Why did Attica happen? What were prison conditions like in 1971?
Attica was about wants and needs. Attica was a lot about class and a lot 
about race. Let me give you an example. The 4th of July was a big day; the 
corrections officers opened up the four prison yards. Well, corrections had 
a "black ice time" and "white ice time." That meant that corrections called 
the white inmates to get ice for their Kool-Aid or their drinks, then 
they'd call the blacks. It wasn't just, "Alright, ice time!" Corrections 
had that kind of separation. The football teams had separation. The jobs, 
there was separation. Basically, the white inmates had the white-collar 
jobs: working in the package room, around the warden or assistant warden. 
The labor part of prison was basically for minority people in 1971. Then if 
corrections saw four or five blacks standing around talking, they'd make 
you bust up. But if it was four or five whites, corrections didn't say 
nothing to them. Basically, 80 to 90 percent of the people in Attica State 
Prison were, and are, coming out of the New York City area. You put that 
urban attitude and class of people with corrections officers and their 
upstate rural attitudes, class, and behavior, and you automatically create 
a conflict.

During Attica's four-day takeover, you were named chief of security. At the 
start, you were apolitical. What changed you?
There was a lot of change. Corrections brought in big-time educational 
programs and started going up on wages. Corrections started letting more 
religious practices into prison and started conjugal visits. You might have 
a little more time out of your cell, where you can breathe better. Even the 
medical things started changing.

But that's not enough to create a different value system and outlook in 
life. You need to address the human behavior thing, how you react and 
interact as a human being. You're not going to accomplish that if the 
corrections officers don't have any of that themselves, if all they do is 
look down on you with no humane concern and call you some form of an 
animal. So you can't have all the programs for the inmates and not have any 
kind of training for the keeper.

Society is so aggravated with crime and the punishment of crime, they don't 
see the revolving door. A person goes in, and he or she is going to come 
out. Something in between that has to be put in place. Rehabilitation and 
reform have to become a force, because prison doesn't know what to do. All 
they know is how to turn the key and lock the door. You have to do 
meaningful things while you're there: job training, rehabilitation, heavy 
drug treatment, broad educational programs. The average person who goes 
there doesn't have a high school diploma. It should be mandatory to get a 
high school diploma. If someone goes there and does drugs or some kind of 
addiction, it should be mandatory that they get into a program. It should 
be mandatory that when they come out that they continue the program. The 
court has got to set guidelines for this when it is issuing the sentence. 
If you had parole officers who really acted as helpers, instead of sitting 
around and just telling you to look for a job, that would help. They have 
work relief programs, but if you take someone from the city who's in Attica 
and let them out for work relief, they don't know anybody upstate. Their 
family's down here, and they're the folks who might help them get set up 
and start life again, maybe talk to someone about giving them a job. They 
should send those people to a downstate facility for work relief.
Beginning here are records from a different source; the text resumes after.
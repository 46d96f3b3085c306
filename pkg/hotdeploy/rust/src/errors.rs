// Unless explicitly stated otherwise all files in this repository are licensed
// under the Apache License Version 2.0.
// This product includes software developed at Datadog (https://www.datadoghq.com/).
// Copyright 2026-present Datadog, Inc.

use std::io;
use std::path::PathBuf;

use thiserror::Error;

#[derive(Error, Debug)]
pub enum DeployError {
    #[error("invalid configuration: {0}")]
    ConfigInvalid(String),

    #[error("{tool} failed: {diagnostic}")]
    ToolInvocationFailed { tool: String, diagnostic: String },

    #[error("staging failed for {}: {source}", path.display())]
    StagingIo {
        path: PathBuf,
        #[source]
        source: io::Error,
    },
}

/// Failure of a socket-table or process-table query.
#[derive(Error, Debug)]
pub enum HostError {
    #[error("could not run {command}: {source}")]
    Command {
        command: String,
        #[source]
        source: io::Error,
    },

    #[error("{command} exited with {status}: {stderr}")]
    CommandStatus {
        command: String,
        status: String,
        stderr: String,
    },

    #[error("could not read {}: {source}", path.display())]
    Read {
        path: PathBuf,
        #[source]
        source: io::Error,
    },

    #[error("could not parse {what}: {context}")]
    Parse { what: &'static str, context: String },
}

#[derive(Error, Debug)]
pub enum TerminationError {
    #[error("refusing to terminate pid {pid}: it is this process or one of its ancestors")]
    GuardRefused { pid: u32 },

    #[error("permission denied terminating pid {pid}")]
    PermissionDenied { pid: u32 },

    #[error("pid {pid} not found")]
    NotFound { pid: u32 },

    #[error("could not terminate pid {pid}: {message}")]
    Failed { pid: u32, message: String },
}

#[derive(Error, Debug)]
pub enum LaunchError {
    #[error("could not write wrapper {}: {source}", path.display())]
    Wrapper {
        path: PathBuf,
        #[source]
        source: io::Error,
    },

    #[error("could not spawn console `{command}`: {source}")]
    Spawn {
        command: String,
        #[source]
        source: io::Error,
    },
}
// Unless explicitly stated otherwise all files in this repository are licensed
// under the Apache License Version 2.0.
// This product includes software developed at Datadog (https://www.datadoghq.com/).
// Copyright 2026-present Datadog, Inc.

// Panicking code
#![deny(clippy::unwrap_used)]
#![deny(clippy::expect_used)]
#![deny(clippy::panic)]
// Debug code that shouldn't be in production
#![deny(clippy::dbg_macro)]
#![deny(clippy::print_stdout)]
#![deny(clippy::print_stderr)]
#![cfg_attr(test, allow(clippy::unwrap_used))]

use std::io::Write;
use std::process::ExitCode;
use std::sync::Arc;

use anyhow::Result;
use clap::Parser;
use hotdeploy::cli::Args;
use hotdeploy::config::ArchiverKind;
use hotdeploy::host::{self, Host};
use hotdeploy::launcher::CleanupScheduler;
use hotdeploy::pipeline::{EXIT_CONFIG, EXIT_INTERRUPTED};
use hotdeploy::toolchain::{Archiver, JarArchiver, JavacCompiler, ZipArchiver, discover_java_bin};
use hotdeploy::{Deployment, Orchestrator, PipelineReport, load_config};
use log::{LevelFilter, error, info, warn};
use tokio::io::AsyncWriteExt;
use tokio::sync::oneshot;

fn prepare(args: &Args, scheduler: CleanupScheduler) -> Result<Deployment> {
    let config = load_config(&args.config)?;
    config.validate()?;

    let java_bin = discover_java_bin(config.java_path.as_deref(), &config.java_version)?;
    let compiler = Box::new(JavacCompiler::new(&java_bin));
    let archiver: Box<dyn Archiver> = match config.archiver {
        ArchiverKind::Jar => Box::new(JarArchiver::new(&java_bin)),
        ArchiverKind::Builtin => Box::new(ZipArchiver),
    };
    let host: Arc<dyn Host> = Arc::from(host::native(config.console_command()));

    Ok(Deployment::new(config, host, compiler, archiver, scheduler))
}

fn summarize(report: &PipelineReport) {
    for result in &report.results {
        if result.ok {
            info!("[ok]     {}: {}", result.phase, result.message);
        } else {
            error!("[failed] {}: {}", result.phase, result.message);
        }
    }
    match report.failed_phase() {
        None => info!("deploy complete"),
        Some(phase) => error!("deploy failed during {phase}"),
    }
    if let Some(session) = &report.session {
        warn!(
            "console pid {} ({}) could not be closed; close it manually",
            session.pid, session.display_name
        );
    }
}

async fn run(args: &Args, scheduler: &CleanupScheduler) -> u8 {
    let deployment = match prepare(args, scheduler.clone()) {
        Ok(deployment) => deployment,
        Err(e) => {
            error!("{e:#}");
            return EXIT_CONFIG;
        }
    };

    tokio::select! {
        report = Orchestrator::new().run(&deployment) => {
            summarize(&report);
            report.exit_code()
        }
        _ = tokio::signal::ctrl_c() => {
            warn!("interrupted; the target may be partially staged, re-run the deploy to recover");
            EXIT_INTERRUPTED
        }
    }
}

/// Resolves once a line (or EOF) arrives on stdin. The read runs on a
/// detached thread so a pending read never holds up runtime shutdown.
fn stdin_line() -> oneshot::Receiver<()> {
    let (tx, rx) = oneshot::channel();
    std::thread::spawn(move || {
        let mut line = String::new();
        let _ = std::io::stdin().read_line(&mut line);
        let _ = tx.send(());
    });
    rx
}

/// Returns true when `interrupt` fired before the acknowledgment.
async fn wait_for_ack(ack: impl Future, interrupt: impl Future) -> bool {
    tokio::select! {
        _ = ack => false,
        _ = interrupt => true,
    }
}

/// Keep the console open until the operator has read the output.
async fn pause() {
    let mut stdout = tokio::io::stdout();
    let _ = stdout.write_all(b"Press Enter to exit...").await;
    let _ = stdout.flush().await;
    if wait_for_ack(stdin_line(), tokio::signal::ctrl_c()).await {
        info!("interrupted at exit prompt");
    }
}

#[tokio::main]
async fn main() -> ExitCode {
    let args = Args::parse();

    let level = hotdeploy_log::parse_level(&args.log_level);
    if let Err(e) = hotdeploy_log::Builder::new("HOTDEPLOY")
        .level(level.unwrap_or(LevelFilter::Info))
        .log_file(args.log_file.as_deref())
        .init()
    {
        let _ = writeln!(std::io::stderr(), "hotdeploy: cannot initialize logging: {e}");
        return ExitCode::from(EXIT_CONFIG);
    }
    if level.is_none() {
        warn!("unknown log level '{}', using info", args.log_level);
    }
    info!("hotdeploy starting (version {})", env!("CARGO_PKG_VERSION"));

    let scheduler = CleanupScheduler::new();
    let code = run(&args, &scheduler).await;

    if !args.no_pause {
        pause().await;
    }
    scheduler.shutdown().await;
    ExitCode::from(code)
}

#[cfg(test)]
mod tests {
    use super::*;

    #[tokio::test]
    async fn test_interrupt_ends_pause_without_input() {
        let interrupted = wait_for_ack(std::future::pending::<()>(), async {}).await;
        assert!(interrupted);
    }

    #[tokio::test]
    async fn test_acknowledgment_ends_pause() {
        let (tx, rx) = oneshot::channel::<()>();
        tx.send(()).unwrap();
        let interrupted = wait_for_ack(rx, std::future::pending::<()>()).await;
        assert!(!interrupted);
    }
}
A lot of the reforms are gone now. There are no educational programs 
anymore, no life skill programs, or training for jobs. The Governor stopped 
all of those programs about a year ago. Cut backs. They figure it's better 
to have more prisons than more educational programs. You had 15 state 
prisons then, now you have 70 or 80 [in New York]. And they're still 
building. A lot of them have double bunks, and they have young kids in 
state prison with adults. That's a big problem.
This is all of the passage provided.